BCMUK recognised that the allocation of portfolio managers gave rise to a conflict of interest. The primary control relied on by it to manage conflicts between the funds was that the allocation of portfolio managers was decided by senior individuals, whose regulatory and fiduciary duties required them to act in the interests of the investors and the funds.
However, decisions concerning the allocation of portfolio managers were made exclusively by senior staff invested in the internal fund, which, the FCA stated "placed them in a situation where they stood to benefit from these decisions personally, in conflict with the duties they owed to investors in the external fund." This was an ineffective control, in fact making the conflict worse. The FCA considered that this arrangement was reckless (and not deliberate), and was inappropriate.

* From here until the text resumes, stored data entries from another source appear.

//! Airtable connector implementation
//!
//! Full implementation of the [`CrmConnector`] capability surface over the
//! Airtable REST API. One connector instance is bound to one base and uses
//! its API key as a bearer token. Entity records live in four named tables
//! (Campaigns, Contacts, Companies, Deals); derived campaign content lands in
//! the Content Assets and Competitor Analysis tables.
//!
//! Connectors never retry internally; HTTP failures surface as
//! [`ConnectorError`] values carrying status and body text.

use async_trait::async_trait;
use reqwest::StatusCode;
use serde_json::{Value, json};
use std::collections::BTreeMap;
use tracing::debug;

use crate::connectors::trait_::{
    BatchOperation, ConnectorError, CrmCompany, CrmConnector, CrmContact, CrmDeal, CrmObjectType,
    CrmRecord, CustomFieldDescriptor,
};
use crate::models::{
    CampaignRecord, CompetitorAnalysisRecord, ContentAssetRecord, CrmProvider,
    SyncOutcome, SyncRecordError,
};

pub const DEFAULT_API_BASE: &str = "https://api.airtable.com/v0";

const CONTENT_ASSETS_TABLE: &str = "Content Assets";
const COMPETITOR_ANALYSIS_TABLE: &str = "Competitor Analysis";

/// Standard contact fields; anything else in an Airtable contact row is
/// passed through as a custom field.
const STANDARD_CONTACT_FIELDS: &[&str] = &["Name", "Email", "Phone", "Company"];

/// Airtable connector bound to one base.
#[derive(Debug)]
pub struct AirtableConnector {
    client: reqwest::Client,
    api_base: String,
    api_key: String,
    base_id: String,
}
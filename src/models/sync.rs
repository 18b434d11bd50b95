//! Sync outcome, auto-sync configuration and audit log types

use chrono::{DateTime, Utc};
use serde::{Deserialize, Serialize};
use std::collections::BTreeMap;
use utoipa::ToSchema;

/// Process-wide auto-sync configuration.
///
/// Loaded from the persisted store at startup, mutated via explicit
/// update/reset calls; each mutation is persisted immediately.
#[derive(Debug, Clone, PartialEq, Eq, Serialize, Deserialize, ToSchema)]
pub struct AutoSyncConfig {
    pub enabled: bool,
    pub sync_on_generation: bool,
    pub sync_on_update: bool,
    pub include_content_assets: bool,
    pub include_competitor_analysis: bool,
    pub include_analytics: bool,
    pub retry_attempts: u32,
    pub retry_delay_ms: u64,
    pub batch_size: usize,
}

impl Default for AutoSyncConfig {
    fn default() -> Self {
        Self {
            enabled: true,
            sync_on_generation: true,
            sync_on_update: false,
            include_content_assets: true,
            include_competitor_analysis: true,
            include_analytics: false,
            retry_attempts: 3,
            retry_delay_ms: 1000,
            batch_size: 10,
        }
    }
}

/// Partial update for [`AutoSyncConfig`]; `None` fields keep their value.
#[derive(Debug, Clone, Default, Deserialize, ToSchema)]
pub struct AutoSyncConfigPatch {
    pub enabled: Option<bool>,
    pub sync_on_generation: Option<bool>,
    pub sync_on_update: Option<bool>,
    pub include_content_assets: Option<bool>,
    pub include_competitor_analysis: Option<bool>,
    pub include_analytics: Option<bool>,
    pub retry_attempts: Option<u32>,
    pub retry_delay_ms: Option<u64>,
    pub batch_size: Option<usize>,
}

impl AutoSyncConfig {
    /// Merge a patch into this configuration.
    pub fn apply(&mut self, patch: &AutoSyncConfigPatch) {
        if let Some(v) = patch.enabled {
            self.enabled = v;
        }
        if let Some(v) = patch.sync_on_generation {
            self.sync_on_generation = v;
        }
        if let Some(v) = patch.sync_on_update {
            self.sync_on_update = v;
        }
        if let Some(v) = patch.include_content_assets {
            self.include_content_assets = v;
        }
        if let Some(v) = patch.include_competitor_analysis {
            self.include_competitor_analysis = v;
        }
        if let Some(v) = patch.include_analytics {
            self.include_analytics = v;
        }
        if let Some(v) = patch.retry_attempts {
            self.retry_attempts = v;
        }
        if let Some(v) = patch.retry_delay_ms {
            self.retry_delay_ms = v;
        }
        if let Some(v) = patch.batch_size {
            self.batch_size = v;
        }
    }
}

/// Structured error collected for one record during a sync run.
#[derive(Debug, Clone, PartialEq, Eq, Serialize, Deserialize, ToSchema)]
pub struct SyncRecordError {
    #[serde(default, skip_serializing_if = "Option::is_none")]
    pub record_id: Option<String>,
    pub message: String,
    pub retryable: bool,
}

impl SyncRecordError {
    pub fn retryable<S: Into<String>>(record_id: Option<String>, message: S) -> Self {
        Self {
            record_id,
            message: message.into(),
            retryable: true,
        }
    }

    pub fn permanent<S: Into<String>>(record_id: Option<String>, message: S) -> Self {
        Self {
            record_id,
            message: message.into(),
            retryable: false,
        }
    }
}

/// Outcome of one orchestration run.
#[derive(Debug, Clone, Default, PartialEq, Serialize, Deserialize, ToSchema)]
pub struct SyncOutcome {
    pub success: bool,
    pub records_processed: u64,
    pub records_created: u64,
    pub records_updated: u64,
    pub records_skipped: u64,
    #[serde(default)]
    pub errors: Vec<SyncRecordError>,
    #[serde(default)]
    pub warnings: Vec<String>,
    pub duration_ms: u64,
    /// Number of retries actually consumed (0 when the first attempt wins).
    pub retry_attempts: u32,
    #[serde(default, skip_serializing_if = "Option::is_none")]
    pub campaign_record_id: Option<String>,
    #[serde(default, skip_serializing_if = "Vec::is_empty")]
    pub content_asset_ids: Vec<String>,
    #[serde(default, skip_serializing_if = "Vec::is_empty")]
    pub competitor_analysis_ids: Vec<String>,
}

impl SyncOutcome {
    /// Skipped no-op result used when auto-sync is disabled.
    pub fn skipped() -> Self {
        Self {
            success: true,
            records_skipped: 1,
            ..Default::default()
        }
    }

    /// Successful no-op result carrying a warning.
    pub fn warning<S: Into<String>>(message: S) -> Self {
        Self {
            success: true,
            warnings: vec![message.into()],
            ..Default::default()
        }
    }
}

/// Severity of a sync log entry.
#[derive(Debug, Clone, Copy, PartialEq, Eq, Serialize, Deserialize, ToSchema)]
#[serde(rename_all = "snake_case")]
pub enum LogLevel {
    Debug,
    Info,
    Warn,
    Error,
}

/// One entry in the append-only sync audit log.
#[derive(Debug, Clone, PartialEq, Serialize, Deserialize, ToSchema)]
pub struct SyncLogEntry {
    pub timestamp: DateTime<Utc>,
    pub level: LogLevel,
    pub message: String,
    #[serde(default, skip_serializing_if = "Option::is_none")]
    pub context: Option<BTreeMap<String, serde_json::Value>>,
    #[serde(default, skip_serializing_if = "Option::is_none")]
    pub error: Option<String>,
}

/// Read-only diagnostic summary produced by the health check.
#[derive(Debug, Clone, Serialize, Deserialize, ToSchema)]
pub struct HealthReport {
    /// Auto-sync config passes sanity checks (retry/delay/batch all > 0).
    pub config_valid: bool,
    /// An active, connected CRM connection exists.
    pub connection_available: bool,
    /// Recent log entries contain errors.
    pub recent_errors: bool,
    /// Plain-language operator recommendations.
    pub recommendations: Vec<String>,
}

Further, the FCA considered that "BCMUK's disclosures to its investors regarding the existence of the internal fund, and the conflicts arising, were entirely insufficient and, at times, misleading." The inadequate disclosure included the failure to inform external fund investors that a significant amount of capital for the external fund had been allocated to RMT and that a number of portfolio managers had been reallocated to the internal fund. Notably, BCMUK's Sales and Marketing team, which was responsible for communicating with external fund investors, were told to "avoid" the internal fund as a topic of conversation unless "absolutely necessary". This resulted in a "lack of transparency" about the internal fund and how conflicts were being managed.
As a result of the above, the FCA decided that BCMUK were in breach of Principle 8 (conflicts of interest). Further, the FCA decided to impose a redress programme on BCMUK.
US proceedings
At the end of 2020, the SEC announced that BlueCrest had agreed to distribute $170m to harmed investors to settle charges arising from inadequate disclosures, material misstatements, and misleading omissions concerning its transfer of top traders from its flagship client fund to a proprietary fund, and the replacement of those traders with RMT. BlueCrest did not admit or deny the SEC's findings.
Comment
BlueCrest have stated that they "intend to vigorously defend against the FCA’s allegations" and have elected to challenge the Decision Notice and the redress requirement in the Upper Tribunal. This means that they bypass the FCA's internal decision-making process through the RDC.
This decision might be surprising to some – making representations to the RDC before referring the matter to the Tribunal (if the outcome of the RDC stage is unsatisfactory) effectively gives subjects two opportunities to challenge an FCA decision. Further, an RDC hearing is in private, whereas a Tribunal hearing is generally held in public.
We can only speculate why BlueCrest has chosen to do so. Perhaps they did not want to take their chances at the RDC, an organ of the FCA, as against their chances in front of the Tribunal, an independent judicial body - especially in light of the assistance the FCA had given the SEC. Perhaps they felt the need to have their case heard without the delay of going through the RDC process? We may never know. But it is interesting that they are following this relatively new procedure, and we shall watch the outcome with interest.
As to the seriousness of this matter in the view of the FCA, the FCA clearly considered it to be a serious case. In setting the financial penalty, it assessed the matter as level 4 of 5 on a scale of seriousness. We shall have to wait and see what findings the Tribunal makes.